I asked a similar question before but i did not get any answers. Should i delete the old question?
$x_t = c + \theta_{1}x_{t-1} + \phi_1\varepsilon_{t-1}+ \phi_2\varepsilon_{t-2} + \varepsilon_t$
$\hat{x_t} = c + \theta_{1}x_{t-1} + \phi_1\varepsilon_{t-1}+ \phi_2\varepsilon_{t-2}$
t X
[1,] 1 44
[2,] 2 55
[3,] 3 66
[4,] 4 77
I want to predict x5. How should the equation be like? lets say c=5 and $\theta_{1} =2$ and $\phi_1=3$ and $\phi_2=4$
I am sure that $x_{t-1}$ is 77 but the part that confuses me is $\varepsilon_{t-1}$ and $\varepsilon_{t-2}$!
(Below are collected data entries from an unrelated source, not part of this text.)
// Input decoding and output writers
//
// The engine never touches files or bytes; everything between raw input
// and a `serde_json::Value` / `Table` (and back out to disk) lives here.

pub mod csv;
pub mod decode;
pub mod error;
pub mod json;

pub use crate::csv::{read_table, sniff_delimiter, write_records_csv, CANONICAL_HEADERS};
pub use decode::{
    decode_text, load_bytes, load_file, read_text_file, sniff_kind, InputKind, Loaded,
};
pub use error::IoError;
pub use json::{parse_json, write_pages_json};
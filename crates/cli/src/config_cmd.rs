//! `slipgen config`: inspect and edit persisted settings.

use std::path::PathBuf;

use crate::input::{load_settings, settings_path};
use crate::CliError;

pub fn cmd_show(config: Option<PathBuf>) -> Result<(), CliError> {
    let settings = load_settings(config.as_deref());
    let json = serde_json::to_string_pretty(&settings)
        .map_err(|e| CliError::general(format!("cannot serialize settings: {e}")))?;
    println!("{json}");
    Ok(())
}

pub fn cmd_path(config: Option<PathBuf>) -> Result<(), CliError> {
    println!("{}", settings_path(config.as_deref()).display());
    Ok(())
}

pub fn cmd_set_items_per_page(config: Option<PathBuf>, n: u32) -> Result<(), CliError> {
    let mut settings = load_settings(config.as_deref());
    settings
        .set_items_per_page(n)
        .map_err(|e| CliError::args(e.to_string()))?;

    let path = settings_path(config.as_deref());
    settings
        .save_to(&path)
        .map_err(|e| CliError::io(format!("{}: {}", path.display(), e)))?;
    eprintln!("slips.itemsPerPage = {n} ({})", path.display());
    Ok(())
}

#[cfg(test)]
mod tests {
    use super::*;
    use slipgen_config::Settings;

    #[test]
    fn test_set_items_per_page_persists() {
        let dir = tempfile::tempdir().unwrap();
        let path = dir.path().join("settings.json");

        cmd_set_items_per_page(Some(path.clone()), 8).unwrap();
        assert_eq!(Settings::load_from(&path).items_per_page, 8);
    }

    #[test]
    fn test_set_items_per_page_rejects_unsupported() {
        let dir = tempfile::tempdir().unwrap();
        let path = dir.path().join("settings.json");

        let err = cmd_set_items_per_page(Some(path.clone()), 5).unwrap_err();
        assert_eq!(err.code, crate::exit_codes::EXIT_USAGE);
        assert_eq!(Settings::load_from(&path).items_per_page, 4);
    }
}
// Byte decoding and input kind sniffing

use std::path::Path;

use serde_json::Value;
use slipgen_engine::{Input, Table};

use crate::error::IoError;

const BOM: char = '\u{feff}';

/// Decode input bytes as UTF-8, falling back to Windows-1252 (common for
/// spreadsheet-exported CSVs). A leading byte order mark is dropped.
pub fn decode_text(bytes: &[u8]) -> String {
    let text = match std::str::from_utf8(bytes) {
        Ok(s) => s.to_string(),
        Err(_) => {
            log::debug!("input is not UTF-8, decoding as Windows-1252");
            let (decoded, _, _) = encoding_rs::WINDOWS_1252.decode(bytes);
            decoded.into_owned()
        }
    };
    match text.strip_prefix(BOM) {
        Some(rest) => rest.to_string(),
        None => text,
    }
}

/// Read a text file (label templates) with [`decode_text`].
pub fn read_text_file(path: &Path) -> Result<String, IoError> {
    let bytes = std::fs::read(path)?;
    Ok(decode_text(&bytes))
}

#[derive(Debug, Clone, Copy, PartialEq, Eq)]
pub enum InputKind {
    Json,
    Table,
}

/// Decide how to parse an input. The file extension wins when it is a
/// known one; otherwise the first non-whitespace byte decides (`{` or `[`
/// means JSON).
pub fn sniff_kind(path: Option<&Path>, bytes: &[u8]) -> InputKind {
    let ext = path
        .and_then(|p| p.extension())
        .and_then(|e| e.to_str())
        .map(|e| e.to_ascii_lowercase());
    match ext.as_deref() {
        Some("csv" | "tsv" | "txt") => return InputKind::Table,
        Some("json") => return InputKind::Json,
        _ => {}
    }

    let body = bytes.strip_prefix(b"\xef\xbb\xbf").unwrap_or(bytes);
    match body.iter().find(|b| !b.is_ascii_whitespace()) {
        Some(b'{' | b'[') => InputKind::Json,
        _ => InputKind::Table,
    }
}

/// Parsed input ready for normalization.
#[derive(Debug, Clone, PartialEq)]
pub enum Loaded {
    Json(Value),
    Table(Table),
}

impl Loaded {
    pub fn as_input(&self) -> Input<'_> {
        match self {
            Self::Json(value) => Input::Json(value),
            Self::Table(table) => Input::Table(table),
        }
    }

    pub fn kind(&self) -> InputKind {
        match self {
            Self::Json(_) => InputKind::Json,
            Self::Table(_) => InputKind::Table,
        }
    }
}

/// Sniff and parse raw input bytes. `path` only informs the sniffing.
pub fn load_bytes(path: Option<&Path>, bytes: &[u8]) -> Result<Loaded, IoError> {
    match sniff_kind(path, bytes) {
        InputKind::Json => Ok(Loaded::Json(crate::json::parse_json(bytes)?)),
        InputKind::Table => Ok(Loaded::Table(crate::csv::read_table(bytes)?)),
    }
}

pub fn load_file(path: &Path) -> Result<Loaded, IoError> {
    let bytes = std::fs::read(path)?;
    load_bytes(Some(path), &bytes)
}

#[cfg(test)]
mod tests {
    use super::*;
    use std::fs;
    use tempfile::tempdir;

    #[test]
    fn test_decode_utf8_and_bom() {
        assert_eq!(decode_text("Caf\u{e9}".as_bytes()), "Caf\u{e9}");
        assert_eq!(decode_text(b"\xef\xbb\xbfName,Barcode"), "Name,Barcode");
    }

    #[test]
    fn test_decode_windows_1252_fallback() {
        // 0xE9 is "é" in Windows-1252 and invalid as a lone UTF-8 byte
        assert_eq!(decode_text(b"Caf\xe9"), "Caf\u{e9}");
        // 0x96 is an en dash
        assert_eq!(decode_text(b"A \x96 B"), "A \u{2013} B");
    }

    #[test]
    fn test_sniff_by_extension() {
        let json_like = b"{\"a\": 1}";
        assert_eq!(sniff_kind(Some(Path::new("x.CSV")), json_like), InputKind::Table);
        assert_eq!(sniff_kind(Some(Path::new("x.json")), b"a,b"), InputKind::Json);
    }

    #[test]
    fn test_sniff_by_content() {
        assert_eq!(sniff_kind(None, b"  \n {\"data\": {}}"), InputKind::Json);
        assert_eq!(sniff_kind(None, b"[1]"), InputKind::Json);
        assert_eq!(sniff_kind(None, b"\xef\xbb\xbf{}"), InputKind::Json);
        assert_eq!(sniff_kind(Some(Path::new("export.dat")), b"Barcode,Name"), InputKind::Table);
        assert_eq!(sniff_kind(None, b""), InputKind::Table);
    }

    #[test]
    fn test_read_text_file_decodes() {
        let dir = tempdir().unwrap();
        let path = dir.path().join("label.txt");
        fs::write(&path, b"Caf\xe9 {{Label1.Barcode}}").unwrap();
        assert_eq!(read_text_file(&path).unwrap(), "Caf\u{e9} {{Label1.Barcode}}");

        let missing = read_text_file(&dir.path().join("none.txt")).unwrap_err();
        assert!(matches!(missing, IoError::Io(_)));
    }

    #[test]
    fn test_load_file_dispatches() {
        let dir = tempdir().unwrap();
        let path = dir.path().join("manifest.json");
        fs::write(&path, r#"{"data": {"manifest": {}}}"#).unwrap();
        assert_eq!(load_file(&path).unwrap().kind(), InputKind::Json);

        let path = dir.path().join("inventory.csv");
        fs::write(&path, "Product Name,Barcode\nGummy,BC1\n").unwrap();
        match load_file(&path).unwrap() {
            Loaded::Table(table) => assert_eq!(table.rows.len(), 1),
            other => panic!("expected table, got {other:?}"),
        }
    }
}
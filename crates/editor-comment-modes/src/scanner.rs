//! Line-by-line scanner producing tokens and mode spans.
//!
//! The scanner keeps a stack of frames, one per open language region, and carries it across
//! lines so block comments and embedded regions may span several lines. At each position the
//! current frame tries, in order: the region close tag, the rest of an open block comment,
//! whitespace, a block comment start, a line comment prefix, a string literal, an embedded
//! region open tag, a word, and finally a single punctuation character.

use crate::definition::CompiledLanguage;
use editor_comment::{Mode, Token, TokenKind};
use regex::Regex;
use std::collections::HashMap;

/// Scan results for one line.
#[derive(Debug, Clone, PartialEq, Eq)]
pub(crate) struct ScannedLine {
    pub(crate) tokens: Vec<Token>,
    /// `(first column, mode)` runs; the first run starts at column 0.
    pub(crate) modes: Vec<(usize, Mode)>,
    pub(crate) len: usize,
}

impl ScannedLine {
    /// Mode of the character at `column`; `column == len` names the line break.
    pub(crate) fn mode_at_column(&self, column: usize) -> Option<&Mode> {
        self.modes
            .iter()
            .take_while(|(start, _)| *start <= column)
            .last()
            .map(|(_, mode)| mode)
    }
}

struct Frame<'r> {
    language: &'r CompiledLanguage,
    close: Option<&'r Regex>,
    in_block: bool,
}

pub(crate) struct Scanner<'r> {
    languages: &'r HashMap<String, CompiledLanguage>,
    stack: Vec<Frame<'r>>,
}

impl<'r> Scanner<'r> {
    pub(crate) fn new(
        languages: &'r HashMap<String, CompiledLanguage>,
        root: &'r CompiledLanguage,
    ) -> Self {
        Self {
            languages,
            stack: vec![Frame {
                language: root,
                close: None,
                in_block: false,
            }],
        }
    }

    fn mode(&self) -> Mode {
        Mode::new(self.frame().language.name())
    }

    fn frame(&self) -> &Frame<'r> {
        // The root frame is never popped.
        &self.stack[self.stack.len() - 1]
    }

    fn frame_mut(&mut self) -> &mut Frame<'r> {
        let last = self.stack.len() - 1;
        &mut self.stack[last]
    }

    pub(crate) fn scan_line(&mut self, text: &str) -> ScannedLine {
        let chars: Vec<char> = text.chars().collect();
        let offsets: Vec<usize> = text
            .char_indices()
            .map(|(byte, _)| byte)
            .chain(std::iter::once(text.len()))
            .collect();
        let len = chars.len();

        let mut line = ScannedLine {
            tokens: Vec::new(),
            modes: vec![(0, self.mode())],
            len,
        };

        let mut i = 0;
        while i < len {
            let rest = &text[offsets[i]..];

            if !self.frame().in_block
                && let Some(close) = self.frame().close
                && close.is_match(rest)
            {
                self.stack.pop();
                push_mode(&mut line.modes, i, self.mode());
                continue;
            }

            let language = self.frame().language;

            if self.frame().in_block {
                i = self.continue_block(&chars, i, 0, &mut line.tokens);
                continue;
            }

            if chars[i].is_whitespace() {
                let end = run_end(&chars, i, |c| c.is_whitespace());
                push_token(&mut line.tokens, &chars, i, end, TokenKind::Whitespace);
                i = end;
                continue;
            }

            if let Some((start, _)) = &language.block
                && starts_with_at(&chars, i, start)
            {
                self.frame_mut().in_block = true;
                i = self.continue_block(&chars, i, start.len(), &mut line.tokens);
                continue;
            }

            if language
                .line_prefixes
                .iter()
                .any(|prefix| starts_with_at(&chars, i, prefix))
            {
                push_token(&mut line.tokens, &chars, i, len, TokenKind::Comment);
                i = len;
                continue;
            }

            if language.definition.strings.contains(&chars[i]) {
                let end = string_end(&chars, i);
                push_token(&mut line.tokens, &chars, i, end, TokenKind::String);
                i = end;
                continue;
            }

            if let Some((region, matched)) = language.regions.iter().find_map(|region| {
                region
                    .open
                    .find(rest)
                    .filter(|m| !m.is_empty())
                    .map(|m| (region, m.end()))
            }) {
                let end_byte = offsets[i] + matched;
                let end = offsets.partition_point(|&byte| byte < end_byte);
                plain_tokens(&mut line.tokens, &chars, i, end);
                i = end;
                let languages = self.languages;
                match languages.get(&region.language) {
                    Some(embedded) => {
                        self.stack.push(Frame {
                            language: embedded,
                            close: Some(&region.close),
                            in_block: false,
                        });
                        push_mode(&mut line.modes, i, self.mode());
                    }
                    None => log::warn!(
                        "{} embeds unknown language {}, region ignored",
                        language.name(),
                        region.language
                    ),
                }
                continue;
            }

            let end = word_or_punctuation_end(&chars, i);
            let kind = if is_word_char(chars[i]) {
                TokenKind::Word
            } else {
                TokenKind::Punctuation
            };
            push_token(&mut line.tokens, &chars, i, end, kind);
            i = end;
        }

        line
    }

    /// Consume block comment text from `start`, looking for the end delimiter from
    /// `start + skip`. Returns the column after the consumed text.
    fn continue_block(
        &mut self,
        chars: &[char],
        start: usize,
        skip: usize,
        tokens: &mut Vec<Token>,
    ) -> usize {
        let language = self.frame().language;
        let end = match &language.block {
            Some((_, suffix)) => find_at(chars, start + skip, suffix).map(|at| at + suffix.len()),
            None => Some(start + skip),
        };
        let end = match end {
            Some(end) => {
                self.frame_mut().in_block = false;
                end
            }
            None => chars.len(),
        };
        push_token(tokens, chars, start, end, TokenKind::Comment);
        end
    }
}

fn push_mode(modes: &mut Vec<(usize, Mode)>, column: usize, mode: Mode) {
    if let Some(last) = modes.last_mut()
        && last.0 == column
    {
        last.1 = mode;
        return;
    }
    modes.push((column, mode));
}

fn push_token(tokens: &mut Vec<Token>, chars: &[char], start: usize, end: usize, kind: TokenKind) {
    let end = end.min(chars.len());
    if end <= start {
        return;
    }
    tokens.push(Token {
        start,
        end,
        text: chars[start..end].iter().collect(),
        kind,
    });
}

/// Words, whitespace runs and single punctuation characters for `[start, end)`.
fn plain_tokens(tokens: &mut Vec<Token>, chars: &[char], start: usize, end: usize) {
    let mut i = start;
    while i < end {
        let (next, kind) = if chars[i].is_whitespace() {
            (run_end(chars, i, |c| c.is_whitespace()), TokenKind::Whitespace)
        } else if is_word_char(chars[i]) {
            (run_end(chars, i, is_word_char), TokenKind::Word)
        } else {
            (i + 1, TokenKind::Punctuation)
        };
        let next = next.min(end);
        push_token(tokens, chars, i, next, kind);
        i = next;
    }
}

fn is_word_char(c: char) -> bool {
    c.is_alphanumeric() || c == '_' || c == '$'
}

fn run_end(chars: &[char], start: usize, pred: impl Fn(char) -> bool) -> usize {
    chars[start..]
        .iter()
        .position(|&c| !pred(c))
        .map_or(chars.len(), |offset| start + offset)
}

fn word_or_punctuation_end(chars: &[char], start: usize) -> usize {
    if is_word_char(chars[start]) {
        run_end(chars, start, is_word_char)
    } else {
        start + 1
    }
}

/// End of the string literal opened at `start`; unterminated strings run to the line end.
fn string_end(chars: &[char], start: usize) -> usize {
    let quote = chars[start];
    let mut i = start + 1;
    while i < chars.len() {
        match chars[i] {
            '\\' => i += 2,
            c if c == quote => return i + 1,
            _ => i += 1,
        }
    }
    chars.len()
}

fn starts_with_at(chars: &[char], at: usize, pattern: &[char]) -> bool {
    !pattern.is_empty() && chars.get(at..at + pattern.len()) == Some(pattern)
}

fn find_at(chars: &[char], from: usize, pattern: &[char]) -> Option<usize> {
    if pattern.is_empty() || from > chars.len() {
        return None;
    }
    chars[from..]
        .windows(pattern.len())
        .position(|window| window == pattern)
        .map(|offset| from + offset)
}
use criterion::{BatchSize, Criterion, black_box, criterion_group, criterion_main};
use editor_comment::{
    CommentOptions, Document, Position, Selection, TextBuffer, toggle_block_comment,
    toggle_line_comment,
};
use editor_comment_modes::ModeRegistry;

fn large_source(line_count: usize) -> String {
    let mut out = String::with_capacity(line_count * 48);
    for i in 0..line_count {
        if i % 10 == 0 {
            out.push_str(&format!("    // note {i}\n"));
        } else {
            out.push_str(&format!("    let value_{i} = compute({i}, \"text\");\n"));
        }
    }
    out.pop();
    out
}

fn bench_analyze(c: &mut Criterion) {
    let registry = ModeRegistry::with_builtins();
    let doc = Document::new(&large_source(10_000));
    c.bench_function("analyze/javascript_10k_lines", |b| {
        b.iter(|| {
            let modes = registry.analyze("javascript", black_box(&doc)).unwrap();
            black_box(modes.line_count());
        })
    });
}

fn bench_line_toggle_whole_file(c: &mut Criterion) {
    let registry = ModeRegistry::with_builtins();
    let text = large_source(10_000);
    c.bench_function("toggle_line/whole_file_10k_lines", |b| {
        b.iter_batched(
            || {
                let mut doc = Document::new(&text);
                doc.set_selection(Position::new(0, 0), Position::new(9_999, 0));
                let modes = registry.analyze("javascript", &doc).unwrap();
                (doc, modes)
            },
            |(mut doc, modes)| {
                toggle_line_comment(&mut doc, &modes, &CommentOptions::default()).unwrap();
                black_box(doc.char_count());
            },
            BatchSize::LargeInput,
        )
    });
}

fn bench_block_toggle_many_cursors(c: &mut Criterion) {
    let registry = ModeRegistry::with_builtins();
    let text = large_source(2_000);
    c.bench_function("toggle_block/1k_selections", |b| {
        b.iter_batched(
            || {
                let mut doc = Document::new(&text);
                let selections = (0..1_000)
                    .map(|i| {
                        let line = i * 2 + 1;
                        Selection::new(Position::new(line, 8), Position::new(line, 13))
                    })
                    .collect();
                doc.set_selections(selections);
                let modes = registry.analyze("javascript", &doc).unwrap();
                (doc, modes)
            },
            |(mut doc, modes)| {
                toggle_block_comment(&mut doc, &modes, &CommentOptions::default()).unwrap();
                black_box(doc.char_count());
            },
            BatchSize::LargeInput,
        )
    });
}

criterion_group!(
    benches,
    bench_analyze,
    bench_line_toggle_whole_file,
    bench_block_toggle_many_cursors
);
criterion_main!(benches);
Should we predict the $x_{t-1}$ to calculated its error/residual first then put the residuals values in the equation to forecast? If that's the case then How we can calculate x1 (the first data point at time 1)?
I am talking about MA and ARMA. Even thinking about the estimation of $\phi$ is weird to me. in AR process is just like linear regression where we make another $x_{t-1}$ variable and regress it on $x_t$, but in the case of MA or ARMA models i can't get it.
PS. i know the $x_t$ is not stationary. It's just an example.